Palembang, IDN Times - Sumsel United dijadwalkan bertemu Persiraja Banda Aceh pada 4 April mendatang di Stadion Dimurthala pukul 20:30 WIB. Dijamu tim lawan pada laga lanjutan Pegadaian Championship 2025/2026, skuad berjuluk Laskar Juaro ini diminta pelatih Nilmaizar untuk fokus dan melupakan laga sebelumnya kontra Adhyaksa FC.
"Lupakan kekalahan kemarin (kontra Adhyaksa FC)," ujarnya, Senin (30/3/2026).
1. Sebut Sumsel United sudah mengikuti intruksi strategi sesuai arahan

Diketahui, Rachmad Hidayat dan rekan harus menelan kekalahan usai ditaklukkan tim asal Serang, Banten.

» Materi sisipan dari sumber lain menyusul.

//! Reading RDF/XML server documents
//!
//! Only the striped RDF/XML shapes Jazz servers emit are handled: node
//! elements carrying `rdf:about`, property elements carrying either
//! `rdf:resource` or text.

use crate::types::{QueryFilter, QueryResults};
use crate::vocab::{self, OSLC, RDF, RDFS};
use modbind_structure::{Element, ResourceRef};
use std::collections::{BTreeMap, BTreeSet, HashMap};

/// `rdf:resource` of the first matching descendant property
#[must_use]
pub fn resource_of(root: &Element, namespace: &str, local: &str) -> Option<ResourceRef> {
    root.descendants(namespace, local)
        .into_iter()
        .find_map(Element::resource)
        .map(ResourceRef::from)
}

/// All `rdf:resource` values of matching child properties
#[must_use]
pub fn resources_of(node: &Element, namespace: &str, local: &str) -> Vec<ResourceRef> {
    node.elements()
        .filter(|e| e.is(namespace, local))
        .filter_map(Element::resource)
        .map(ResourceRef::from)
        .collect()
}

/// Trimmed text of the first matching descendant, if not blank
#[must_use]
pub fn text_of(root: &Element, namespace: &str, local: &str) -> Option<String> {
    root.descendants(namespace, local)
        .into_iter()
        .map(|e| e.text().trim().to_owned())
        .find(|t| !t.is_empty())
}

/// Simple properties of one node element, keyed by compacted name
#[must_use]
pub fn properties(node: &Element) -> BTreeMap<String, String> {
    let mut props = BTreeMap::new();
    if !node.is(RDF, "Description") {
        props.insert(
            "rdf:type".to_owned(),
            format!(
                "{}{}",
                node.name.namespace.as_deref().unwrap_or_default(),
                node.name.local
            ),
        );
    }
    for property in node.elements() {
        let key = vocab::compact(property.name.namespace.as_deref(), &property.name.local);
        let value = match property.resource() {
            Some(uri) => uri.to_owned(),
            None => property.text().trim().to_owned(),
        };
        props.entry(key).or_insert(value);
    }
    props
}

/// Members of an OSLC query response, in document order
#[must_use]
pub fn query_members(root: &Element) -> QueryResults {
    let mut nodes: HashMap<&str, &Element> = HashMap::new();
    let mut stack = vec![root];
    while let Some(e) = stack.pop() {
        if let Some(about) = e.about() {
            nodes.entry(about).or_insert(e);
        }
        stack.extend(e.elements());
    }

    let mut members: Vec<&str> = Vec::new();
    for member in root.descendants(RDFS, "member") {
        if let Some(uri) = member.resource() {
            members.push(uri);
        } else if let Some(inline) = member.elements().find_map(Element::about) {
            members.push(inline);
        }
    }

    // Some servers omit rdfs:member; then every top-level node that is not
    // the response description is a result.
    if members.is_empty() {
        members = root
            .elements()
            .filter(|e| !e.is(OSLC, "ResponseInfo") && e.child(OSLC, "totalCount").is_none())
            .filter_map(Element::about)
            .collect();
    }

    let mut results = QueryResults::new();
    for uri in members {
        let props = nodes.get(uri).map(|n| properties(n)).unwrap_or_default();
        results.entry(ResourceRef::new(uri)).or_insert(props);
    }
    results
}

/// `oslc.where` value joining filters with `and`
#[must_use]
pub fn where_clause(filters: &[QueryFilter]) -> String {
    filters
        .iter()
        .map(ToString::to_string)
        .collect::<Vec<_>>()
        .join(" and ")
}

/// `oslc.prefix` value declaring every prefix the filters use
#[must_use]
pub fn prefix_clause(filters: &[QueryFilter]) -> String {
    let used: BTreeSet<&str> = filters.iter().filter_map(QueryFilter::prefix).collect();
    used.into_iter()
        .filter_map(|p| vocab::namespace_of(p).map(|ns| format!("{p}=<{ns}>")))
        .collect::<Vec<_>>()
        .join(",")
}

/// Service provider capabilities (`oslc:CreationFactory`, `oslc:QueryCapability`)
/// declaring a resource type
#[must_use]
pub fn capabilities<'a>(provider: &'a Element, kind: &str, resource_type: &str) -> Vec<&'a Element> {
    provider
        .descendants(OSLC, kind)
        .into_iter()
        .filter(|cap| {
            cap.elements()
                .filter(|p| p.is(OSLC, "resourceType"))
                .any(|p| p.resource() == Some(resource_type))
        })
        .collect()
}

#[cfg(test)]
mod tests {
    use super::*;
    use crate::vocab::{DCTERMS, REQUIREMENT_TYPE};
    use modbind_structure::markup;
    use pretty_assertions::assert_eq;

    const QUERY: &str = r#"<rdf:RDF xmlns:rdf="http://www.w3.org/1999/02/22-rdf-syntax-ns#"
        xmlns:rdfs="http://www.w3.org/2000/01/rdf-schema#"
        xmlns:dcterms="http://purl.org/dc/terms/"
        xmlns:nav="http://jazz.net/ns/rm/navigation#"
        xmlns:oslc="http://open-services.net/ns/core#">
      <rdf:Description rdf:about="https://rm/query">
        <rdfs:member rdf:resource="https://rm/resources/A2"/>
        <rdfs:member rdf:resource="https://rm/resources/A1"/>
      </rdf:Description>
      <rdf:Description rdf:about="https://rm/resources/A1">
        <dcterms:identifier>17</dcterms:identifier>
        <nav:parent rdf:resource="https://rm/folders/F"/>
      </rdf:Description>
      <rdf:Description rdf:about="https://rm/resources/A2">
        <dcterms:identifier>17</dcterms:identifier>
      </rdf:Description>
      <oslc:ResponseInfo rdf:about="https://rm/query?x"><oslc:totalCount>2</oslc:totalCount></oslc:ResponseInfo>
    </rdf:RDF>"#;

    #[test]
    fn members_in_document_order() {
        let root = markup::parse(QUERY).unwrap();
        let results = query_members(&root);
        let keys: Vec<_> = results.keys().map(ResourceRef::as_str).collect();
        assert_eq!(keys, vec!["https://rm/resources/A2", "https://rm/resources/A1"]);
        assert_eq!(
            results[&ResourceRef::new("https://rm/resources/A1")].get("nav:parent").map(String::as_str),
            Some("https://rm/folders/F")
        );
    }

    #[test]
    fn typed_node_reports_type() {
        let doc = r#"<rdf:RDF xmlns:rdf="http://www.w3.org/1999/02/22-rdf-syntax-ns#"
            xmlns:jazz_rm="http://jazz.net/ns/rm#" xmlns:dcterms="http://purl.org/dc/terms/">
            <jazz_rm:Module rdf:about="https://rm/m"><dcterms:title>M</dcterms:title></jazz_rm:Module>
        </rdf:RDF>"#;
        let root = markup::parse(doc).unwrap();
        let results = query_members(&root);
        let props = &results[&ResourceRef::new("https://rm/m")];
        assert_eq!(props["rdf:type"], "http://jazz.net/ns/rm#Module");
        assert_eq!(props["dcterms:title"], "M");
    }

    #[test]
    fn where_and_prefix_clauses() {
        let filters = [
            QueryFilter::literal("dcterms:identifier", "17"),
            QueryFilter::resource("rdf:type", "http://jazz.net/ns/rm#Module"),
        ];
        assert_eq!(
            where_clause(&filters),
            r#"dcterms:identifier="17" and rdf:type=<http://jazz.net/ns/rm#Module>"#
        );
        assert_eq!(
            prefix_clause(&filters),
            format!("dcterms=<{DCTERMS}>,rdf=<{RDF}>")
        );
    }

    #[test]
    fn capability_by_resource_type() {
        let doc = r#"<rdf:RDF xmlns:rdf="http://www.w3.org/1999/02/22-rdf-syntax-ns#"
            xmlns:oslc="http://open-services.net/ns/core#">
          <oslc:ServiceProvider rdf:about="https://rm/sp">
            <oslc:service><oslc:Service>
              <oslc:creationFactory><oslc:CreationFactory>
                <oslc:resourceType rdf:resource="http://jazz.net/ns/rm#Module"/>
                <oslc:creation rdf:resource="https://rm/factory/modules"/>
              </oslc:CreationFactory></oslc:creationFactory>
              <oslc:creationFactory><oslc:CreationFactory>
                <oslc:resourceType rdf:resource="http://open-services.net/ns/rm#Requirement"/>
                <oslc:creation rdf:resource="https://rm/factory/reqs"/>
                <oslc:resourceShape rdf:resource="https://rm/shapes/1"/>
                <oslc:resourceShape rdf:resource="https://rm/shapes/2"/>
              </oslc:CreationFactory></oslc:creationFactory>
            </oslc:Service></oslc:service>
          </oslc:ServiceProvider>
        </rdf:RDF>"#;
        let root = markup::parse(doc).unwrap();
        let caps = capabilities(&root, "CreationFactory", REQUIREMENT_TYPE);
        assert_eq!(caps.len(), 1);
        assert_eq!(
            resource_of(caps[0], OSLC, "creation").unwrap().as_str(),
            "https://rm/factory/reqs"
        );
        assert_eq!(resources_of(caps[0], OSLC, "resourceShape").len(), 2);
    }
}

Gagal mencuri poin dari kandang lawan, Sumsel United kalah 3-2 di Stadion Banten International Stadium (BIS) pada 28 Maret lalu.
Menurut arsitek asal Sumatra Barat ini, meski tim asuhannya gagal meraih poin di kandang Adhyaksa FC, secara permainan tim Laskar Juaro sudah memberikan performa terbaik. Terutama dalam menjalankan instruksi dan strategi yang ia racik.

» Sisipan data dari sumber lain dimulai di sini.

//! The collaborator contract

use crate::error::ServiceError;
use crate::types::{
    ArtifactSummary, ComponentContext, CreationFactory, CreationResponse, JobStatus,
    QueryFilter, QueryResults, Tagged, UpdateResponse,
};
use async_trait::async_trait;
use modbind_structure::{ResourceRef, WireForm};

/// Everything the create-and-bind pipeline needs from the RM server.
///
/// Methods report what the server said; deciding whether a status is a
/// failure is left to the caller wherever the status carries protocol
/// meaning (creation, structure update).
#[async_trait]
pub trait RmService: Send + Sync {
    /// Resolve project, component and configuration names
    async fn resolve_context(
        &self,
        project: &str,
        component: &str,
        configuration: &str,
    ) -> Result<ComponentContext, ServiceError>;

    /// Folder at a `/`-separated path, `/` being the root folder
    async fn resolve_folder(
        &self,
        ctx: &ComponentContext,
        path: &str,
    ) -> Result<Option<ResourceRef>, ServiceError>;

    /// Creation factory for a resource type
    async fn creation_factory(
        &self,
        ctx: &ComponentContext,
        resource_type: &str,
    ) -> Result<CreationFactory, ServiceError>;

    /// `dcterms:title` of a resource shape
    async fn shape_title(
        &self,
        ctx: &ComponentContext,
        shape: &ResourceRef,
    ) -> Result<Option<String>, ServiceError>;

    /// POST a creation document
    async fn create_resource(
        &self,
        ctx: &ComponentContext,
        factory: &ResourceRef,
        payload: String,
    ) -> Result<CreationResponse, ServiceError>;

    /// Identifier and title of an artifact
    async fn artifact_summary(
        &self,
        ctx: &ComponentContext,
        artifact: &ResourceRef,
    ) -> Result<ArtifactSummary, ServiceError>;

    /// Structure resource of a module
    async fn structure_ref(
        &self,
        ctx: &ComponentContext,
        module: &ResourceRef,
    ) -> Result<Option<ResourceRef>, ServiceError>;

    /// Fetch the structure body with its concurrency token
    async fn fetch_structure(
        &self,
        ctx: &ComponentContext,
        structure: &ResourceRef,
        form: WireForm,
    ) -> Result<Tagged<String>, ServiceError>;

    /// Conditional update guarded by `etag`
    async fn submit_structure(
        &self,
        ctx: &ComponentContext,
        structure: &ResourceRef,
        form: WireForm,
        body: String,
        etag: &str,
    ) -> Result<UpdateResponse, ServiceError>;

    /// Exact-match query over artifacts, all filters combined with `and`
    async fn query_artifacts(
        &self,
        ctx: &ComponentContext,
        filters: &[QueryFilter],
    ) -> Result<QueryResults, ServiceError>;

    /// One look at an asynchronous job
    async fn poll_job(
        &self,
        ctx: &ComponentContext,
        job: &ResourceRef,
    ) -> Result<JobStatus, ServiceError>;
}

"Meski sempat tertinggal lebih dulu lewat gol Adilson Silva di menit ke-27, tim bisa mengejar ketertinggalan skor lewat skema Juninho Cabral pada menit ke-42 dan ke-45," kata dia.
2. Sumsel United perbaiki kesalahan kontra Adhyaksa FC

Nil mengaku, walau anak asuhnya berusaha bermain optimal saat berlaga di lapangan, skuad The Fireball masih memiliki beberapa kesalahan ketika melakukan penyerangan. Kesalahan itu, kata dia, merupakan permainan individu antarpemain masing-masing.
"Kita akan memperbaiki kekurangan di laga melawan Adhyaksa FC, terutama di sektor pertahanan dan khususnya masalah individual error pemain. Serta memaksimalkan lagi kelebihan tim kita, terutama di lini serang sebelum menghadapi Persiraja nanti," jelasnya.
3. Serangan Sumsel United masih belum efisien

Sementara berdasarkan hasil statistik pertandingan, meski Sumsel United tak mampu menang di Banten, anak asuh Nilmaizar itu berhasil mencatatkan penguasaan bola 53 persen, melepaskan 3 tembakan on target dari 9 tembakan ke gawang. Melakukan 30 sentuhan di kotak penalti lawan dan 53 operan di sepertiga area pertahanan lawan.
"Sudah bermain baik, tapi memang serangan kita masih belum efisien," kata Nil.